* _DATA_
+++

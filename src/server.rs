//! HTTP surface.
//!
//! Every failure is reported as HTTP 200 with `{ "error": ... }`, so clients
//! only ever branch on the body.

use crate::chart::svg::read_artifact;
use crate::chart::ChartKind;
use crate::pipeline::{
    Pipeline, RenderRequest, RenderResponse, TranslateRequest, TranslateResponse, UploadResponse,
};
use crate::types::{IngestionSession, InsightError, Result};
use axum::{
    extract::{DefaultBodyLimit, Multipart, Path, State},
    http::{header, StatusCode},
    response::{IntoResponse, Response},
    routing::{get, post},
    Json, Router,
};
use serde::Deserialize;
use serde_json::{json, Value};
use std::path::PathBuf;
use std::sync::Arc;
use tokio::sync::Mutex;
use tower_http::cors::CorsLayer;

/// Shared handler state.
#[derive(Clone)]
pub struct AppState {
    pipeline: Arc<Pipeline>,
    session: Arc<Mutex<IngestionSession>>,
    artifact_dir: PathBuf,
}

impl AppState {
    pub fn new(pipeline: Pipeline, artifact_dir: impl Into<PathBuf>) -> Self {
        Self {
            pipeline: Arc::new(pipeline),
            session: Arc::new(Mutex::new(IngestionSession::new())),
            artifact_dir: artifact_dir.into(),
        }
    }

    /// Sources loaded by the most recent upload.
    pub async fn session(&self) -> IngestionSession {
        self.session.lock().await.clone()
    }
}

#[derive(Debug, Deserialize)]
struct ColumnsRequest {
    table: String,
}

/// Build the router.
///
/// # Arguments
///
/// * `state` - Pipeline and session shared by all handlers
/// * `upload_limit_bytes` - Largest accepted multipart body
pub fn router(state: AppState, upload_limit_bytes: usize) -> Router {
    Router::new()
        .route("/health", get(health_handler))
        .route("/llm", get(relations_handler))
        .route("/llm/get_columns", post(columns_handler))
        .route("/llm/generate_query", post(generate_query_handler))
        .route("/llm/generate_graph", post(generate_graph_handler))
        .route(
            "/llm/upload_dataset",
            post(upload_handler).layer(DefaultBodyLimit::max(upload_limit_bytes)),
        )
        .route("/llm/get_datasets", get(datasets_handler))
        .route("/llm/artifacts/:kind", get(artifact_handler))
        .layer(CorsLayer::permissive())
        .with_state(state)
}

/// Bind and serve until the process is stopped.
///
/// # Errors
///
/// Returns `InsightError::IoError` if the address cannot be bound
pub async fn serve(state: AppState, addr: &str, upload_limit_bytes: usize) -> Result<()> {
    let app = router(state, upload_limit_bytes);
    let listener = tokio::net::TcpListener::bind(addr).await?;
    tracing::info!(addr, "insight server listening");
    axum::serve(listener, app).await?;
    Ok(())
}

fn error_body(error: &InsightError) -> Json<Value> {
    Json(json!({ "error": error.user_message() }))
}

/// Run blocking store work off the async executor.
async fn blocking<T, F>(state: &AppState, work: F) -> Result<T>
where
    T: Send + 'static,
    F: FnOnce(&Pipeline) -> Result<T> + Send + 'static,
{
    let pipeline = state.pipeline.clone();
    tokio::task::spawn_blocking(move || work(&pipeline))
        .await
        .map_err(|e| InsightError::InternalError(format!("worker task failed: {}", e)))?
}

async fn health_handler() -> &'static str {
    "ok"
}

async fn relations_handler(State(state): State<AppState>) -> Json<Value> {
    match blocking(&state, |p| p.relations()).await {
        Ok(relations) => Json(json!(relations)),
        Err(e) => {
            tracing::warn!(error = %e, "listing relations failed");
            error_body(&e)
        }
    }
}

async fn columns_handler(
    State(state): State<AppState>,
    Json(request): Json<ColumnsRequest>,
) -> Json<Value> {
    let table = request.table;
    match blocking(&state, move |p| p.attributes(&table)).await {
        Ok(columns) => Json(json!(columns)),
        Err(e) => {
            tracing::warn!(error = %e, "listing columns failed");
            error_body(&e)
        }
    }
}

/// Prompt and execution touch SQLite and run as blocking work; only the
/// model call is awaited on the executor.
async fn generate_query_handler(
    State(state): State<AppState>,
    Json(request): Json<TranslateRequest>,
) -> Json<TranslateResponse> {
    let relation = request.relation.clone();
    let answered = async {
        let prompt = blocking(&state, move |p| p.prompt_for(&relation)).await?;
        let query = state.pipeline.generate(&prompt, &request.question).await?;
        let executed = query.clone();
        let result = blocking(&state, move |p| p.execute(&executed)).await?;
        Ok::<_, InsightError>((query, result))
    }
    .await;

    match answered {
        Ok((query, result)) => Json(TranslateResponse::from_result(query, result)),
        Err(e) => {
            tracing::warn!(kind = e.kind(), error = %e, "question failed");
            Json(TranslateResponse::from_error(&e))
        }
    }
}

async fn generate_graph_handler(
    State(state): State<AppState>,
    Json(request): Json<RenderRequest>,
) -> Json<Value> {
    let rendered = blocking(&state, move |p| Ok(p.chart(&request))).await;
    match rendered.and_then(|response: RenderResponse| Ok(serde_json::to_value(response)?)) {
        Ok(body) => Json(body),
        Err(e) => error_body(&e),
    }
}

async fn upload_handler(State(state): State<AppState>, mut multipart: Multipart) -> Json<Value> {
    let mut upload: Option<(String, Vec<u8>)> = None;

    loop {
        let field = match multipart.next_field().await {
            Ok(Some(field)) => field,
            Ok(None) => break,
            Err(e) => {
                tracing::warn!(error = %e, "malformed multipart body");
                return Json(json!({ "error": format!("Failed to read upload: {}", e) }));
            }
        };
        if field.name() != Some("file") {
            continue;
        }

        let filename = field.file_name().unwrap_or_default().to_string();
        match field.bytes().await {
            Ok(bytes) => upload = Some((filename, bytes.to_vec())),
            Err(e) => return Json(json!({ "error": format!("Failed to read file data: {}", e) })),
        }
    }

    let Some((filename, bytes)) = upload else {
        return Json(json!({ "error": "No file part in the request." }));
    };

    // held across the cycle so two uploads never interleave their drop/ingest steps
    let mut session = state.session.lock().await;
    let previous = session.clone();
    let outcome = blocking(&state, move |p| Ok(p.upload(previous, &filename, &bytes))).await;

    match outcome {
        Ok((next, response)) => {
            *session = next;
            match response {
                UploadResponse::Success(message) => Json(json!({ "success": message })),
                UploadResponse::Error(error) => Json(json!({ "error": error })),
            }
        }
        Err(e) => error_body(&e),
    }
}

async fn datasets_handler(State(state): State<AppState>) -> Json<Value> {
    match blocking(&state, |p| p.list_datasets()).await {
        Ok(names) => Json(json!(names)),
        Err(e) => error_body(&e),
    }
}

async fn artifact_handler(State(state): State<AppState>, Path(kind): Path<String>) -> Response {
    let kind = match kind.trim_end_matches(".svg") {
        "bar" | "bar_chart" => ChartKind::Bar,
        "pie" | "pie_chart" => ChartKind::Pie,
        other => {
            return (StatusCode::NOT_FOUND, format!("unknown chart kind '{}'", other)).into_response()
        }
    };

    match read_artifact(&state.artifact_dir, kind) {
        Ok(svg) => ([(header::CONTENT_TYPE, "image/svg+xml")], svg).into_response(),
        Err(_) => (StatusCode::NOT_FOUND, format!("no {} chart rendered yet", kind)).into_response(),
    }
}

+++

Find the lines in the entries above where "tracing" occurs, and copy each of them.

    tracing::info!(addr, "insight server listening");
            tracing::warn!(error = %e, "listing relations failed");
            tracing::warn!(error = %e, "listing columns failed");
            tracing::warn!(kind = e.kind(), error = %e, "question failed");
                tracing::warn!(error = %e, "malformed multipart body");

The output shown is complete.